Juan José Arreola
Desde su claro huerto de
manzanos, Peronelle de Armentières dirigió al maestro Guillermo su primer rondel
amoroso. Puso los versos en una cesta de frutas olorosas, y el mensaje cayó como
un sol de primavera en la vida oscurecida del poeta.
Guillermo
de Machaut había cumplido ya los sesenta años. Su cuerpo resentido de dolencias
empezaba a inclinarse hacia la tierra. Uno de sus ojos se había apagado para siempre.
Sólo de vez en cuando, al oír sus antiguos versos en boca de los jóvenes enamorados,
se reanimaba su corazón. Pero al leer la canción de Peronelle volvió a ser joven,
tomó su rabel, y aquella noche no hubo en la ciudad más gallardo cantor de serenatas.
Mordió
la carne dura y fragante de las manzanas y pensó en la juventud de aquella que se
las enviaba. Y su vejez retrocedió como sombra perseguida por un rayo de luz. Contestó
con una carta extensa y ardiente, intercalada de poemas juveniles.
Peronelle
recibió la respuesta y su corazón latió apresuradamente. Sólo pensó en aparecer
una mañana, con traje de fiesta, ante los ojos del poeta que celebraba su belleza
desconocida.
Pero
tuvo que esperar hasta el otoño la feria de San Dionisio.

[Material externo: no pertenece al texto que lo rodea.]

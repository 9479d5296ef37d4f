// Copyright 2026 Daniel Pelikan
//
// Licensed under the Apache License, Version 2.0 (the "License");
// you may not use this file except in compliance with the License.
// You may obtain a copy of the License at
//
//     http://www.apache.org/licenses/LICENSE-2.0
//
// Unless required by applicable law or agreed to in writing, software
// distributed under the License is distributed on an "AS IS" BASIS,
// WITHOUT WARRANTIES OR CONDITIONS OF ANY KIND, either express or implied.
// See the License for the specific language governing permissions and
// limitations under the License.

//! Event registry and synchronous dispatch.

use parking_lot::RwLock;
use std::collections::HashMap;
use std::sync::Arc;
use tokio::sync::mpsc;
use tracing::debug;

use crate::error::LinkError;

/// Kinds of events a link emits.
#[derive(Debug, Clone, Copy, PartialEq, Eq, Hash)]
pub enum EventKind {
    Ready,
    Disconnect,
    Message,
    Rssi,
}

impl EventKind {
    /// Every event kind, in declaration order.
    pub const ALL: [EventKind; 4] = [
        EventKind::Ready,
        EventKind::Disconnect,
        EventKind::Message,
        EventKind::Rssi,
    ];

    pub fn as_str(&self) -> &'static str {
        match self {
            EventKind::Ready => "ready",
            EventKind::Disconnect => "disconnect",
            EventKind::Message => "message",
            EventKind::Rssi => "rssi",
        }
    }
}

/// Events emitted by a link.
#[derive(Debug, Clone, PartialEq)]
pub enum LinkEvent {
    /// Setup finished, or failed with the given error.
    Ready(Result<(), LinkError>),
    /// The physical link dropped.
    Disconnected,
    /// A complete message arrived, or the inbound buffer overflowed.
    Message(Result<String, LinkError>),
    /// Signal strength update. `value` is a sentinel when `error` is set.
    Rssi {
        value: i16,
        error: Option<LinkError>,
    },
}

impl LinkEvent {
    pub fn kind(&self) -> EventKind {
        match self {
            LinkEvent::Ready(_) => EventKind::Ready,
            LinkEvent::Disconnected => EventKind::Disconnect,
            LinkEvent::Message(_) => EventKind::Message,
            LinkEvent::Rssi { .. } => EventKind::Rssi,
        }
    }
}

/// A subscriber callback.
pub type Listener = Arc<dyn Fn(&LinkEvent) + Send + Sync>;

/// Ordered listener lists per event kind.
///
/// Listeners only ever get appended. Dispatch works on a snapshot of the
/// list, so a listener may subscribe further listeners without deadlocking;
/// those are called from the next dispatch onwards.
#[derive(Default)]
pub struct EventBus {
    listeners: RwLock<HashMap<EventKind, Vec<Listener>>>,
}

impl EventBus {
    pub fn new() -> Self {
        Self::default()
    }

    /// Append a listener for `kind`.
    pub fn on<F>(&self, kind: EventKind, listener: F)
    where
        F: Fn(&LinkEvent) + Send + Sync + 'static,
    {
        self.listeners
            .write()
            .entry(kind)
            .or_default()
            .push(Arc::new(listener));
    }

    /// Forward every event of `kind` into a channel.
    pub fn channel(&self, kind: EventKind) -> mpsc::UnboundedReceiver<LinkEvent> {
        let (tx, rx) = mpsc::unbounded_channel();
        self.forward(kind, tx);
        rx
    }

    /// Forward every event of `kind` into `tx`. Several kinds may share
    /// one sender to keep their relative order.
    pub fn forward(&self, kind: EventKind, tx: mpsc::UnboundedSender<LinkEvent>) {
        self.on(kind, move |event| {
            let _ = tx.send(event.clone());
        });
    }

    /// Dispatch `event` to its listeners in registration order.
    ///
    /// Returns the number of listeners called.
    pub fn emit(&self, event: &LinkEvent) -> usize {
        let kind = event.kind();
        let snapshot: Vec<Listener> = self
            .listeners
            .read()
            .get(&kind)
            .cloned()
            .unwrap_or_default();

        debug!(
            "Dispatching '{}' to {} listener(s)",
            kind.as_str(),
            snapshot.len()
        );
        for listener in &snapshot {
            listener(event);
        }
        snapshot.len()
    }

    pub fn listener_count(&self, kind: EventKind) -> usize {
        self.listeners.read().get(&kind).map_or(0, Vec::len)
    }
}

impl std::fmt::Debug for EventBus {
    fn fmt(&self, f: &mut std::fmt::Formatter<'_>) -> std::fmt::Result {
        let listeners = self.listeners.read();
        let mut map = f.debug_map();
        for kind in EventKind::ALL {
            map.entry(&kind.as_str(), &listeners.get(&kind).map_or(0, Vec::len));
        }
        map.finish()
    }
}
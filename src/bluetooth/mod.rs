// Copyright 2026 Daniel Pelikan
//
// Licensed under the Apache License, Version 2.0 (the "License");
// you may not use this file except in compliance with the License.
// You may obtain a copy of the License at
//
//     http://www.apache.org/licenses/LICENSE-2.0
//
// Unless required by applicable law or agreed to in writing, software
// distributed under the License is distributed on an "AS IS" BASIS,
// WITHOUT WARRANTIES OR CONDITIONS OF ANY KIND, either express or implied.
// See the License for the specific language governing permissions and
// limitations under the License.

//! Bluetooth communication module.
//!
//! Turns the Feather's BLE UART service into a message channel.

pub mod ble_constants;
pub mod bluez;
mod connection;
pub mod framer;
mod peripheral;
mod poller;
pub mod reassembler;

pub use ble_constants::{
    MESSAGE_TERMINATOR, READ_CHARACTERISTIC_UUID, RSSI_DISCONNECTED, UART_SERVICE_UUID,
    WRITE_CHARACTERISTIC_UUID,
};
pub use bluez::{BluezCharacteristic, BluezPeripheral, BluezService};
pub use connection::Feather;
pub use framer::{chunk_message, frame_message, ChunkStatus, PendingSend};
pub use peripheral::{
    is_candidate_device, Advertisement, GattCharacteristic, GattService, NotificationStream,
    Peripheral,
};
pub use poller::SignalPoller;
pub use reassembler::MessageReassembler;
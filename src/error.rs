// Copyright 2026 Daniel Pelikan
//
// Licensed under the Apache License, Version 2.0 (the "License");
// you may not use this file except in compliance with the License.
// You may obtain a copy of the License at
//
//     http://www.apache.org/licenses/LICENSE-2.0
//
// Unless required by applicable law or agreed to in writing, software
// distributed under the License is distributed on an "AS IS" BASIS,
// WITHOUT WARRANTIES OR CONDITIONS OF ANY KIND, either express or implied.
// See the License for the specific language governing permissions and
// limitations under the License.

//! Error types for the Feather link.

use thiserror::Error;

/// Errors reported by a Feather link.
///
/// Errors are delivered to several listeners at once, so every variant owns
/// its detail as plain text and the type is cheap to clone.
#[derive(Debug, Clone, PartialEq, Eq, Error)]
pub enum LinkError {
    /// The peripheral refused or failed the connection attempt.
    #[error("could not connect: {0}")]
    Connect(String),

    /// The UART service could not be discovered.
    #[error("service discovery failed: {0}")]
    ServiceDiscovery(String),

    /// The read/write characteristics could not be discovered.
    #[error("characteristic discovery failed: {0}")]
    CharacteristicDiscovery(String),

    /// Enabling notifications on the read characteristic failed.
    #[error("could not subscribe to notifications: {0}")]
    Subscription(String),

    /// A single chunk write failed.
    #[error("write of chunk {chunk} failed: {reason}")]
    Write { chunk: usize, reason: String },

    /// The signal strength query failed.
    #[error("signal strength query failed: {0}")]
    SignalQuery(String),

    /// The link is down.
    #[error("no longer connected")]
    NotConnected,

    /// A peer sent more than `limit` bytes without a terminator.
    #[error("inbound message exceeded {limit} bytes without a terminator")]
    BufferOverflow { limit: usize },

    /// An outbound message carries the terminator before its end.
    #[error("message contains the terminator {0:?}")]
    TerminatorInMessage(char),

    /// `setup` was called on a link that already left the idle state.
    #[error("setup already started (state: {0})")]
    AlreadyStarted(&'static str),

    /// The link configuration is unusable.
    #[error("invalid configuration: {0}")]
    Config(String),
}

impl LinkError {
    pub(crate) fn connect(err: anyhow::Error) -> Self {
        Self::Connect(format!("{err:#}"))
    }

    pub(crate) fn service_discovery(err: anyhow::Error) -> Self {
        Self::ServiceDiscovery(format!("{err:#}"))
    }

    pub(crate) fn characteristic_discovery(err: anyhow::Error) -> Self {
        Self::CharacteristicDiscovery(format!("{err:#}"))
    }

    pub(crate) fn subscription(err: anyhow::Error) -> Self {
        Self::Subscription(format!("{err:#}"))
    }

    pub(crate) fn write(chunk: usize, err: anyhow::Error) -> Self {
        Self::Write {
            chunk,
            reason: format!("{err:#}"),
        }
    }

    pub(crate) fn signal_query(err: anyhow::Error) -> Self {
        Self::SignalQuery(format!("{err:#}"))
    }
}

/// Result alias for link operations.
pub type Result<T, E = LinkError> = std::result::Result<T, E>;
// Copyright 2026 Daniel Pelikan
//
// Licensed under the Apache License, Version 2.0 (the "License");
// you may not use this file except in compliance with the License.
// You may obtain a copy of the License at
//
//     http://www.apache.org/licenses/LICENSE-2.0
//
// Unless required by applicable law or agreed to in writing, software
// distributed under the License is distributed on an "AS IS" BASIS,
// WITHOUT WARRANTIES OR CONDITIONS OF ANY KIND, either express or implied.
// See the License for the specific language governing permissions and
// limitations under the License.

//! BLE UART service UUIDs and wire constants for the Feather.

use uuid::Uuid;

/// UART GATT service UUID.
pub const UART_SERVICE_UUID: Uuid = Uuid::from_u128(0x6e400001_b5a3_f393_e0a9_e50e24dcca9e);

/// Write characteristic UUID (central writes messages here).
/// Properties: Write, Write Without Response
pub const WRITE_CHARACTERISTIC_UUID: Uuid =
    Uuid::from_u128(0x6e400002_b5a3_f393_e0a9_e50e24dcca9e);

/// Read characteristic UUID (Feather pushes messages here).
/// Properties: Notify
pub const READ_CHARACTERISTIC_UUID: Uuid =
    Uuid::from_u128(0x6e400003_b5a3_f393_e0a9_e50e24dcca9e);

/// Character that marks the end of a message.
pub const MESSAGE_TERMINATOR: char = '~';

/// RSSI value reported alongside the terminal "not connected" poll event.
pub const RSSI_DISCONNECTED: i16 = -1000;

/// BLE configuration constants.
pub mod config {
    /// Bytes sent over BLE in a single write.
    pub const BLE_MAX_CHUNK_SIZE: usize = 20;

    /// Smallest chunk size that still fits any UTF-8 character.
    pub const MIN_CHUNK_SIZE: usize = 4;

    /// Largest ATT attribute value.
    pub const MAX_ATT_VALUE: usize = 512;

    /// Inbound bytes buffered before a terminator must arrive.
    pub const MAX_MESSAGE_LEN: usize = 4096;

    /// Default RSSI polling period in milliseconds.
    pub const RSSI_UPDATE_RATE_MS: u64 = 1000;
}
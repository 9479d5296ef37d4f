// Copyright 2026 Daniel Pelikan
//
// Licensed under the Apache License, Version 2.0 (the "License");
// you may not use this file except in compliance with the License.
// You may obtain a copy of the License at
//
//     http://www.apache.org/licenses/LICENSE-2.0
//
// Unless required by applicable law or agreed to in writing, software
// distributed under the License is distributed on an "AS IS" BASIS,
// WITHOUT WARRANTIES OR CONDITIONS OF ANY KIND, either express or implied.
// See the License for the specific language governing permissions and
// limitations under the License.

//! Configuration module.
//!
//! Handles link tuning and loading/saving the bridge settings file.

use anyhow::{Context, Result};
use serde::{Deserialize, Serialize};
use std::path::{Path, PathBuf};
use std::time::Duration;

use crate::bluetooth::ble_constants::{config as ble, MESSAGE_TERMINATOR};
use crate::error::LinkError;

/// Which chunk error is reported when several writes of one message fail.
#[derive(Debug, Clone, Copy, PartialEq, Eq, Default, Serialize, Deserialize)]
#[serde(rename_all = "lowercase")]
pub enum ErrorPolicy {
    /// The first failure observed is reported.
    #[default]
    First,
    /// Every failure overwrites the previous one.
    Last,
}

/// Per-link protocol settings.
#[derive(Debug, Clone, PartialEq, Serialize, Deserialize)]
#[serde(default)]
pub struct LinkConfig {
    /// Maximum bytes per write.
    pub chunk_size: usize,

    /// Character closing every message. Must be ASCII.
    pub terminator: char,

    /// Inbound bytes buffered before a terminator must arrive.
    pub max_message_len: usize,

    /// Chunk error aggregation.
    pub write_error_policy: ErrorPolicy,

    /// Signal strength polling.
    pub rssi: RssiConfig,
}

#[derive(Debug, Clone, PartialEq, Serialize, Deserialize)]
#[serde(default)]
pub struct RssiConfig {
    /// Poll RSSI once the link is ready.
    pub enabled: bool,

    /// Polling period in milliseconds.
    pub interval_ms: u64,
}

impl Default for LinkConfig {
    fn default() -> Self {
        Self {
            chunk_size: ble::BLE_MAX_CHUNK_SIZE,
            terminator: MESSAGE_TERMINATOR,
            max_message_len: ble::MAX_MESSAGE_LEN,
            write_error_policy: ErrorPolicy::default(),
            rssi: RssiConfig::default(),
        }
    }
}

impl Default for RssiConfig {
    fn default() -> Self {
        Self {
            enabled: false,
            interval_ms: ble::RSSI_UPDATE_RATE_MS,
        }
    }
}

impl RssiConfig {
    pub fn interval(&self) -> Duration {
        Duration::from_millis(self.interval_ms)
    }
}

impl LinkConfig {
    /// Enable RSSI polling with the given period.
    pub fn with_rssi(mut self, interval: Duration) -> Self {
        self.rssi = RssiConfig {
            enabled: true,
            interval_ms: interval.as_millis() as u64,
        };
        self
    }

    /// The terminator as it appears on the wire.
    pub fn terminator_byte(&self) -> u8 {
        self.terminator as u8
    }

    /// Reject settings the framer and reassembler cannot honour.
    pub fn validate(&self) -> Result<(), LinkError> {
        if !(ble::MIN_CHUNK_SIZE..=ble::MAX_ATT_VALUE).contains(&self.chunk_size) {
            return Err(LinkError::Config(format!(
                "chunk_size must be within {}..={}, got {}",
                ble::MIN_CHUNK_SIZE,
                ble::MAX_ATT_VALUE,
                self.chunk_size
            )));
        }
        if !self.terminator.is_ascii() {
            return Err(LinkError::Config(format!(
                "terminator must be ASCII, got {:?}",
                self.terminator
            )));
        }
        if self.max_message_len == 0 {
            return Err(LinkError::Config("max_message_len must be non-zero".to_string()));
        }
        if self.rssi.enabled && self.rssi.interval_ms == 0 {
            return Err(LinkError::Config("rssi.interval_ms must be non-zero".to_string()));
        }
        Ok(())
    }
}

/// Bridge application configuration.
#[derive(Debug, Clone, Default, Serialize, Deserialize)]
#[serde(default)]
pub struct Config {
    /// Link protocol settings.
    pub link: LinkConfig,

    /// Device scan settings.
    pub scan: ScanConfig,
}

#[derive(Debug, Clone, Serialize, Deserialize)]
#[serde(default)]
pub struct ScanConfig {
    /// Give up scanning after this many seconds.
    pub timeout_secs: u64,

    /// Only accept the Feather with this address ("AA:BB:CC:DD:EE:FF").
    pub address: Option<String>,
}

impl Default for ScanConfig {
    fn default() -> Self {
        Self {
            timeout_secs: 30,
            address: None,
        }
    }
}

fn config_path() -> PathBuf {
    dirs::config_dir()
        .unwrap_or_else(|| PathBuf::from("."))
        .join("feather-link")
        .join("config.toml")
}

impl Config {
    /// Load configuration from file or create default.
    pub fn load() -> Result<Self> {
        let config_path = config_path();

        if config_path.exists() {
            return Self::load_from(&config_path);
        }

        let config = Self::default();
        config.save_to(&config_path)?;
        Ok(config)
    }

    /// Load and validate configuration from an explicit file.
    pub fn load_from(path: &Path) -> Result<Self> {
        let content = std::fs::read_to_string(path)
            .with_context(|| format!("reading {}", path.display()))?;
        let config: Self =
            toml::from_str(&content).with_context(|| format!("parsing {}", path.display()))?;
        config.link.validate()?;
        Ok(config)
    }

    fn save_to(&self, path: &Path) -> Result<()> {
        if let Some(dir) = path.parent() {
            std::fs::create_dir_all(dir)?;
        }
        let content = toml::to_string_pretty(self)?;
        std::fs::write(path, content)?;
        Ok(())
    }
}
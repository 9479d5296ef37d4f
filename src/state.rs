// Copyright 2026 Daniel Pelikan
//
// Licensed under the Apache License, Version 2.0 (the "License");
// you may not use this file except in compliance with the License.
// You may obtain a copy of the License at
//
//     http://www.apache.org/licenses/LICENSE-2.0
//
// Unless required by applicable law or agreed to in writing, software
// distributed under the License is distributed on an "AS IS" BASIS,
// WITHOUT WARRANTIES OR CONDITIONS OF ANY KIND, either express or implied.
// See the License for the specific language governing permissions and
// limitations under the License.

//! Connection lifecycle states.

/// Where a link is in its setup sequence.
#[derive(Debug, Clone, Copy, PartialEq, Eq)]
pub enum LinkState {
    Idle,
    Connecting,
    DiscoveringServices,
    DiscoveringCharacteristics,
    Subscribing,
    Ready,
    Disconnected,
}

impl LinkState {
    pub fn as_str(&self) -> &'static str {
        match self {
            LinkState::Idle => "Idle",
            LinkState::Connecting => "Connecting...",
            LinkState::DiscoveringServices => "Discovering services...",
            LinkState::DiscoveringCharacteristics => "Discovering characteristics...",
            LinkState::Subscribing => "Subscribing...",
            LinkState::Ready => "Ready",
            LinkState::Disconnected => "Disconnected",
        }
    }

    /// Whether the lifecycle may move from `self` to `next`.
    ///
    /// Setup only moves forward, `Subscribing` may be left back towards
    /// `DiscoveringCharacteristics` while further characteristics are
    /// handled, and `Disconnected` is terminal.
    pub fn can_transition_to(self, next: LinkState) -> bool {
        use LinkState::*;

        match (self, next) {
            (Disconnected, _) => false,
            (Idle, Disconnected) => false,
            (_, Disconnected) => true,
            (Idle, Connecting) => true,
            (Connecting, DiscoveringServices) => true,
            (DiscoveringServices, DiscoveringCharacteristics) => true,
            (DiscoveringCharacteristics, Subscribing) => true,
            (Subscribing, DiscoveringCharacteristics) => true,
            (DiscoveringCharacteristics, Ready) => true,
            (Subscribing, Ready) => true,
            _ => false,
        }
    }

    /// Whether setup is still running.
    pub fn is_setting_up(&self) -> bool {
        !matches!(
            self,
            LinkState::Idle | LinkState::Ready | LinkState::Disconnected
        )
    }
}
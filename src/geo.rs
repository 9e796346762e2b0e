//! Distance computations.
//!
//! All coordinates use WGS84 (lat/lon in degrees).

use crate::network::Coordinate;

/// Earth radius in meters (WGS84 mean).
const EARTH_RADIUS_M: f64 = 6_371_008.8;

/// Haversine distance between two points in meters.
///
/// Symmetric: the endpoints are put in a canonical order before
/// evaluating so `haversine(a, b)` and `haversine(b, a)` are bit-identical.
pub fn haversine(a: &Coordinate, b: &Coordinate) -> f64 {
    let (a, b) = if (a.lat, a.lon) <= (b.lat, b.lon) { (a, b) } else { (b, a) };

    let lat1 = a.lat.to_radians();
    let lat2 = b.lat.to_radians();
    let dlat = (b.lat - a.lat).to_radians();
    let dlon = (b.lon - a.lon).to_radians();

    let h = (dlat / 2.0).sin().powi(2)
        + lat1.cos() * lat2.cos() * (dlon / 2.0).sin().powi(2);

    2.0 * EARTH_RADIUS_M * h.sqrt().min(1.0).asin()
}

/// Great-circle distance between two coordinates in meters.
pub fn distance(a: Coordinate, b: Coordinate) -> f64 {
    haversine(&a, &b)
}

/// Total length of a coordinate sequence in meters.
///
/// Zero for sequences with fewer than two points. Legs are summed in
/// ascending order, so a sequence and its reverse give the same result.
pub fn path_length(coords: &[Coordinate]) -> f64 {
    let mut legs: Vec<f64> = coords
        .windows(2)
        .map(|w| haversine(&w[0], &w[1]))
        .collect();
    legs.sort_by(f64::total_cmp);
    legs.iter().sum()
}
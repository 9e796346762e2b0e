//! Route extraction between two tapped points.
//!
//! Both points are snapped to the nearest vertex of the network, the
//! waterway containing the start point is stitched into one chain, and
//! the part of the chain between the two snapped vertices is returned.

use log::debug;
use serde::{Deserialize, Serialize};

use crate::error::{Endpoint, RouteError};
use crate::geo::path_length;
use crate::nearest::find_nearest;
use crate::network::{Coordinate, PolylineNetwork};
use crate::stitch::stitch;

/// Snapping parameters for [`extract_route_with`].
#[derive(Debug, Clone, Copy, PartialEq, Serialize, Deserialize)]
#[serde(default)]
pub struct RouteConfig {
    /// Maximum distance from a tap to the vertex it snaps to, in meters.
    pub snap_radius_m: f64,
    /// Vertex sampling stride used when snapping.
    pub stride: usize,
}

impl Default for RouteConfig {
    fn default() -> Self {
        Self {
            snap_radius_m: 1000.0,
            stride: 1,
        }
    }
}

/// Coordinates along a waterway plus their total length.
#[derive(Debug, Clone, PartialEq, Serialize)]
pub struct Route {
    pub coords: Vec<Coordinate>,
    pub distance_m: f64,
}

/// Extract the route between `start` and `end` with the default config.
pub fn extract_route(
    start: Coordinate,
    end: Coordinate,
    network: &PolylineNetwork,
) -> Result<Route, RouteError> {
    extract_route_with(start, end, network, &RouteConfig::default())
}

/// Extract the route between `start` and `end`.
///
/// The end point is only matched against segments of the same waterway
/// as the start point. Coordinates are returned in chain order, which
/// may run from `end` to `start`.
pub fn extract_route_with(
    start: Coordinate,
    end: Coordinate,
    network: &PolylineNetwork,
    config: &RouteConfig,
) -> Result<Route, RouteError> {
    let start_match = find_nearest(start, network.polylines(), config.snap_radius_m, config.stride)
        .ok_or(RouteError::NoNearbySegment(Endpoint::Start))?;

    let canal = start_match.polyline.name();
    let end_match = find_nearest(end, network.canal(canal), config.snap_radius_m, config.stride)
        .ok_or(RouteError::NoNearbySegment(Endpoint::End))?;

    debug!(
        "Routing on {canal}: start on segment {}, end on segment {}",
        start_match.polyline.id(),
        end_match.polyline.id()
    );

    let chain = stitch(start_match.polyline, network.canal(canal));

    let from = chain
        .iter()
        .position(|c| *c == start_match.coord)
        .ok_or(RouteError::PointsNotOnChain)?;
    let to = chain
        .iter()
        .position(|c| *c == end_match.coord)
        .ok_or(RouteError::PointsNotOnChain)?;

    let (lo, hi) = (from.min(to), from.max(to));
    let coords = chain[lo..=hi].to_vec();
    let distance_m = path_length(&coords);

    Ok(Route { coords, distance_m })
}
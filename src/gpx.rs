//! GPX 1.1 import and export.
//!
//! Wraps the `gpx` crate. Canal segments can be imported from GPX tracks
//! (one polyline per track segment), and routes or recorded trips can be
//! written back out as a single-track document for sharing.

use std::io::Read;

use geo_types::Point;
use gpx::{Gpx, GpxVersion, Track, TrackSegment, Waypoint};

use crate::error::NetworkError;
use crate::network::{load_network, Coordinate, PolylineNetwork, RawSegment};

const CREATOR: &str = concat!("paddle ", env!("CARGO_PKG_VERSION"));

/// Parse a GPX document into raw segments.
///
/// Tracks without a name are grouped under "Unnamed".
pub fn parse_segments<R: Read>(reader: R) -> Result<Vec<RawSegment>, NetworkError> {
    let gpx = gpx::read(reader).map_err(|e| NetworkError::Gpx(e.to_string()))?;

    let segments = gpx
        .tracks
        .iter()
        .enumerate()
        .flat_map(|(t, track)| {
            let name = track.name.clone().unwrap_or_else(|| "Unnamed".to_string());
            track.segments.iter().enumerate().map(move |(s, seg)| RawSegment {
                id: Some(format!("{t}-{s}")),
                name: name.clone(),
                coordinates: seg
                    .points
                    .iter()
                    .map(|wp| [wp.point().y(), wp.point().x()])
                    .collect(),
            })
        })
        .collect();

    Ok(segments)
}

/// Build a network from the tracks of a GPX document.
pub fn network_from_gpx<R: Read>(reader: R) -> Result<PolylineNetwork, NetworkError> {
    Ok(load_network(parse_segments(reader)?))
}

/// Write coordinates as a GPX 1.1 document with one named track.
pub fn route_to_gpx(coords: &[Coordinate], name: &str) -> Result<String, NetworkError> {
    let mut segment = TrackSegment::new();
    segment.points = coords
        .iter()
        .map(|c| Waypoint::new(Point::new(c.lon, c.lat)))
        .collect();

    let mut track = Track::new();
    track.name = Some(name.to_string());
    track.segments.push(segment);

    let doc = Gpx {
        version: GpxVersion::Gpx11,
        creator: Some(CREATOR.to_string()),
        tracks: vec![track],
        ..Default::default()
    };

    let mut out = Vec::new();
    gpx::write(&doc, &mut out).map_err(|e| NetworkError::Serialize(e.to_string()))?;
    String::from_utf8(out).map_err(|e| NetworkError::Serialize(e.to_string()))
}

Acompañada de una sirviente
fiel, sus padres consintieron en dejarla ir en peregrinación hasta el santuario.
Las cartas iban y venían, cada vez más inflamadas, colmando la espera.
En
la primera garita del camino, el maestro aguardó a Peronelle, avergonzado de sus
años y de su ojo sin luz. Con el corazón apretado de angustia, escribía versos y
notas musicales para saludar su llegada.
Peronelle
se acercó envuelta en el esplendor de sus dieciocho años, incapaz de ver la fealdad
del hombre que la esperaba ansioso. Y la vieja sirviente no salía de su sorpresa,
viendo cómo el maestro Guillermo y Peronelle pasaban las horas diciendo rondeles
y baladas, oprimiéndose las manos, temblando como dos prometidos en la víspera de
sus bodas.
A
pesar del ardor de sus poemas, el maestro Guillermo supo amar a Peronelle con amor
puro de anciano. Y ella vio pasar indiferente a los jóvenes que la alcanzaban en
la ruta. Juntos visitaron las santas iglesias, y juntos se albergaron en las posadas
del camino. La fiel servidora tendía sus mantas entre los dos lechos, y San Dionisio
bendijo la pureza del idilio cuando los dos enamorados se arrodillaron, con las
manos juntas, al pie de su altar.
Pero
ya de vuelta, en una tarde resplandeciente y a punto de separarse, Peronelle otorgó
al poeta su más grande favor. Con la boca fragante, besó amorosa los labios marchitos
del maestro. Y Guillermo de Machaut llevó sobre su corazón, hasta la muerte, la
dorada hoja de avellano que Peronelle puso de por medio entre su beso.